Tuesday, December 26

Meh-ry Holiday

All I wanted for Christmas was the Maxxis 29X2.6 Rekon tire.  On my wish list since March, and then on a UPS truck bound for my house this past Friday morning.  It was looking like Santa was pulling a clutch move indeed.

I came home to no tire.  I ate dinner with no tire.  I was watching TV when the man in brown did the drop and dash on my front porch.

I am complete.

I had already pulled my compressor up from the crawlspace/murder room in anticipation of the Rekon's arrival.  I had located my Trucker Co Cream and placed it in a prominent location in my breakfast nook cum bike room.  Valve core remover, tire levers... everything I would need to mount the tire ASAP was at the ready.

The Vertigo Meatplow V.7 is hanging on the stand.  I drop the front wheel out of the crabon frok.  Peal off the Minion DHR+, toss it aside, drop the fresh rubber on the crabon rim.  Pour in the Cream... hit the on button on the compressor.



Hit the reset button on the outlet.  Move the compressor to the porch and another outlet.



I haven't actually used the compressor since we moved over a month ago.  Maybe it's been since sometime in October that I've heard its sweet purrs and whirs and pfffffffffftttttttsssssss.

Okay.  I need a new compressor now.  Get over it.  I dig into my CO2 cartridges and round up a couple (mostly useless) 16gram jobbers.  The size I carry at work and on my commute that I haven't needed in years.  There's an old inflator head in there, so I grab that as well.

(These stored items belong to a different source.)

use serde::{Deserialize, Serialize};

use crate::common::setting::DeviceSetting;
use crate::driver::modbus::codec;
use crate::driver::modbus::entity::CoilSnapshot;
use crate::driver::modbus::prelude::DeviceId;

/// 配置对象：衰减器模块
/// copied out of the registry for every poll or write
#[derive(Debug, Clone, PartialEq, Serialize, Deserialize)]
pub struct DevicePo {
    // 设备 id
    pub device_id: DeviceId,
    // IPv4 literal
    pub address: String,
    // dB added to the raw 0..=31.5 range
    pub calibration_offset: f64,
}

impl From<&DeviceSetting> for DevicePo {
    fn from(setting: &DeviceSetting) -> Self {
        DevicePo {
            device_id: setting.id,
            address: setting.address.clone(),
            calibration_offset: setting.calibration_offset,
        }
    }
}

/// what the poller last reported for a device
#[derive(Debug, Clone, Copy, Default, PartialEq, Serialize, Deserialize)]
pub struct DeviceStatus {
    // None until the first poll finished
    pub connected: Option<bool>,
    pub snapshot: CoilSnapshot,
}

impl DeviceStatus {
    pub fn is_connected(&self) -> bool {
        self.connected == Some(true)
    }

    /// current and default setting including the offset, None while offline
    pub fn display_values(&self, calibration_offset: f64) -> Option<(f64, f64)> {
        if !self.is_connected() {
            return None;
        }
        let current = self.snapshot.current_raw_db()?;
        let default = self.snapshot.default_raw_db()?;
        Some((
            codec::to_display(current, calibration_offset),
            codec::to_display(default, calibration_offset),
        ))
    }
}
use std::sync::{mpsc, Arc};
use std::time::Duration;

use tokio::task::JoinHandle;
use tokio_util::sync::CancellationToken;

use crate::device_controller::device_registry::DeviceRegistry;
use crate::entity::dto::device_event_dto::DeviceEventDto;
use crate::{info, warn};

const LOG_TAG: &str = "heartbeating_thread";

/// device heartbeating thread
/// send a status line per device to the operator log at a regular interval
pub fn heartbeating_thread(
    beat_interval: Duration,
    registry: Arc<DeviceRegistry>,
    event_tx: mpsc::Sender<DeviceEventDto>,
    shutdown: CancellationToken,
) -> JoinHandle<()> {
    tokio::spawn(async move {
        info!(LOG_TAG, "heartbeating thread starting");
        loop {
            tokio::select! {
                _ = shutdown.cancelled() => break,
                _ = tokio::time::sleep(beat_interval) => {}
            }
            for message in status_lines(&registry) {
                if event_tx.send(message).is_err() {
                    warn!(LOG_TAG, "event receiver dropped, heartbeat skipped");
                }
            }
        }
        info!(LOG_TAG, "heartbeating thread stopped");
    })
}

/// one log event per device describing what the last poll saw
pub fn status_lines(registry: &DeviceRegistry) -> Vec<DeviceEventDto> {
    let mut lines = Vec::new();
    for device_id in registry.device_ids() {
        let (device, status) = match (registry.get(device_id), registry.status(device_id)) {
            (Ok(device), Ok(status)) => (device, status),
            _ => continue,
        };
        let message = match status.display_values(device.calibration_offset) {
            Some((current_db, default_db)) => format!(
                "status: connected (IP: {}), current {} dB, default {} dB, checkback {}",
                device.address,
                current_db,
                default_db,
                if status.snapshot.checkback { "ok" } else { "failed" }
            ),
            None => format!("status: disconnected (IP: {})", device.address),
        };
        lines.push(DeviceEventDto::log(Some(device_id), message));
    }
    lines
}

Hit the CO2... nothing.  It's coming out at a rate that could only be rated as a slow breeze.  I try to get most of the rest of the air out and quickly discover that there was a lot still in there... when the whole thing just about blew out of my hands. 


Another CO2.  A different inflator head.

Faster release but also a faster non-success.


Another CO2 and another different inflator head (how many of these things do I own?).

A huge blast and also another huge nothing.  Gawdamit.

I give up when I get to this point:

The whole time I was wasting CO2, in the back of my head, I was aware that Bike Source is only a mile away.  I just didn't wanna admit defeat. 

7:20PM.  I give the rest of my open beer to The Pie, grab my keys, and drive to the shop.  Some fun is made at my expense as I explain my situation, but the pain of embarrassment is soon drown in end-of-the-work-day beer and a successfully inflated tire.  The shop closes and mebbe I stick around just a bit later than I needed to.

I get home, mount the wheel, and admire its girthiness.  Head out to the porch to look at my broken compressor...

And when I go to unplug it from the extension cord, it fires up.  Meh and hooray.

I suffered a fair amount of frustration, but in the end, I got to hang out at the shop, the tire was mounted, and I saved the $100+ I thought I was going to have to blow on a new compressor.


Anonymous said...

Hey Dicky, any way i could convince you to take a caliper to those things and grab a pic?

dicky said...

I don't have calipers, but my eyeballs and a ruler put it as close to 2.6 as my squinty eye can see.

jay said...

have caliper. will help for stickers.